A young assistant state attorney, whose name was Dreeson, took Stranahan to an interview room and handed him the Barletta file, which must have weighed four pounds. In an officious voice, the young prosecutor said:

“You can sit here and make notes, Mr. Stranahan. But it’s still an open case, so don’t take anything out.”

“You mean I can’t blow my nose on the affidavits?”

Dreeson made a face and shut the door, hard.

Stranahan opened the jacket, and the first thing to fall out was a photograph of Victoria Barletta. Class picture, clipped from the 1985 University of Miami student yearbook. Long dark hair, brushed to a shine; big dark eyes; a long sharp nose, probably her old man’s; gorgeous Italian smile, warm and laughing and honest.

Stranahan set the picture aside. He had never met the girl, never would.

He skimmed the statements taken so long ago by himself and Timmy Gavigan: the parents, the boyfriend, the sorority sisters. The details of the case came back to him quickly in a cold flood.

On March 12, 1986, Victoria Barletta had gotten up early, jogged three miles around the campus, showered, attended a 9 a.m. class in advanced public relations, met her boyfriend at a breakfast shop near Mark Light Field, then bicycled to an 11 a.m. seminar on the history of television news. Afterwards, Vicky went back to the Alpha Chi Omega house, changed into jeans, sneakers, and a sweatshirt, and asked a sorority sister to give her a lift to a doctor’s appointment in South Miami, only three miles from the university.

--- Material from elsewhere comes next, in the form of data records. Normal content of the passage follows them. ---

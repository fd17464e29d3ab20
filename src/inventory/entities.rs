//! Identity entity enumeration.
//!
//! Entities are never dropped: a field that is missing or has the wrong type
//! is recorded as an error and left empty on the entity.

use serde_json::{Map, Value};
use std::sync::Arc;

use super::admission::fan_out;
use super::error::ScanError;
use super::paths::join;
use super::remote::{string_list, type_name, Remote};
use super::types::{Alias, Entity};
use crate::vault_api::VaultBackend;

const ENTITY_ID_PATH: &str = "identity/entity/id";

pub async fn scan_entities<C: VaultBackend>(
    remote: &Remote<C>,
    namespace: &str,
) -> (Vec<Entity>, Vec<ScanError>) {
    let ids = match remote.list_keys(namespace, ENTITY_ID_PATH).await {
        Ok(ids) => ids,
        // No entities yet.
        Err(err) if err.is_not_found() => return (Vec::new(), Vec::new()),
        Err(err) => return (Vec::new(), vec![err]),
    };

    let namespace: Arc<str> = Arc::from(namespace);
    let results = fan_out(ids.clone(), |_, id| {
        let remote = remote.clone();
        let namespace = Arc::clone(&namespace);
        async move { get_entity(&remote, &namespace, id).await }
    })
    .await;

    let mut entities = Vec::with_capacity(ids.len());
    let mut errors = Vec::new();
    for (id, result) in ids.into_iter().zip(results) {
        match result {
            Ok((entity, entity_errors)) => {
                entities.push(entity);
                errors.extend(entity_errors);
            }
            Err(fault) => {
                entities.push(Entity {
                    id,
                    ..Entity::default()
                });
                errors.push(fault);
            }
        }
    }
    (entities, errors)
}

async fn get_entity<C: VaultBackend>(
    remote: &Remote<C>,
    namespace: &str,
    id: String,
) -> (Entity, Vec<ScanError>) {
    let path = join(ENTITY_ID_PATH, &id);
    let mut entity = Entity {
        id,
        ..Entity::default()
    };

    match remote.read(namespace, &path).await {
        Ok(data) => {
            let errors = fill_entity(&mut entity, &data, &path);
            (entity, errors)
        }
        Err(err) => (entity, vec![err]),
    }
}

fn fill_entity(entity: &mut Entity, data: &Map<String, Value>, path: &str) -> Vec<ScanError> {
    let mut errors = Vec::new();

    match data.get("name") {
        Some(Value::String(name)) => entity.name = name.clone(),
        Some(other) => errors.push(ScanError::malformed(
            path,
            format!("`name` should be a string, got {}", type_name(other)),
        )),
        None => errors.push(ScanError::malformed(path, "missing `name`")),
    }

    match string_list(data, "policies", path) {
        Ok(policies) => entity.policies = policies.unwrap_or_default(),
        Err(err) => errors.push(err),
    }

    match data.get("aliases") {
        None | Some(Value::Null) => {}
        Some(Value::Array(aliases)) => {
            for alias in aliases {
                match alias.as_object() {
                    Some(alias) => {
                        let mut field = |key: &str| match alias_field(alias, key, path) {
                            Ok(value) => value,
                            Err(err) => {
                                errors.push(err);
                                String::new()
                            }
                        };
                        let id = field("id");
                        let name = field("name");
                        let mount_path = field("mount_path");
                        let mount_type = field("mount_type");
                        entity.aliases.push(Alias {
                            id,
                            name,
                            mount_path,
                            mount_type,
                        });
                    }
                    None => errors.push(ScanError::malformed(path, "alias entry is not an object")),
                }
            }
        }
        Some(other) => errors.push(ScanError::malformed(
            path,
            format!("`aliases` should be a list, got {}", type_name(other)),
        )),
    }

    errors
}

fn alias_field(alias: &Map<String, Value>, key: &str, path: &str) -> Result<String, ScanError> {
    match alias.get(key) {
        Some(Value::String(value)) => Ok(value.clone()),
        Some(other) => Err(ScanError::malformed(
            path,
            format!("alias `{}` should be a string, got {}", key, type_name(other)),
        )),
        None => Err(ScanError::malformed(path, format!("alias missing `{}`", key))),
    }
}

The appointment was scheduled for 1:30 p.m. at a medical building called the Durkos Center. As Vicky got out of the car, she instructed her friend to come back at about 5 p.m.and pick her up. Then she went inside and got a nose job and was never seen again.

According to a doctor and a nurse at the clinic, Vicky Barletta left the office at about 4:50 p.m. to wait on the bus bench out front for her ride back to campus. Her face was splotched, her eyes swollen to slits, and her nose heavily bandaged-not exactly a tempting sight for your average trolling rapist, Timmy Gavigan had pointed out.

Still, they both knew better than to rule it out. One minute the girl was on the bench, the next she was gone.

Three county buses had stopped there between 4:50 and 5:14 p.m., when Vicky’s friend finally arrived at the clinic. None of the bus drivers remembered seeing a woman with a busted-up face get on board.

So the cops were left to assume that somebody snatched Victoria Barletta off the bus bench moments after she emerged from the Durkos Center.

The case was treated like a kidnapping, though Gavigan and Stranahan suspected otherwise. The Barlettas had no money and no access to any; Vicky’s father was half-owner of a car wash in Evanston, Illinois. Aside from a couple of cranks, there were no ransom calls made to the family, or to the police. The girl was just plain gone, and undoubtedly dead.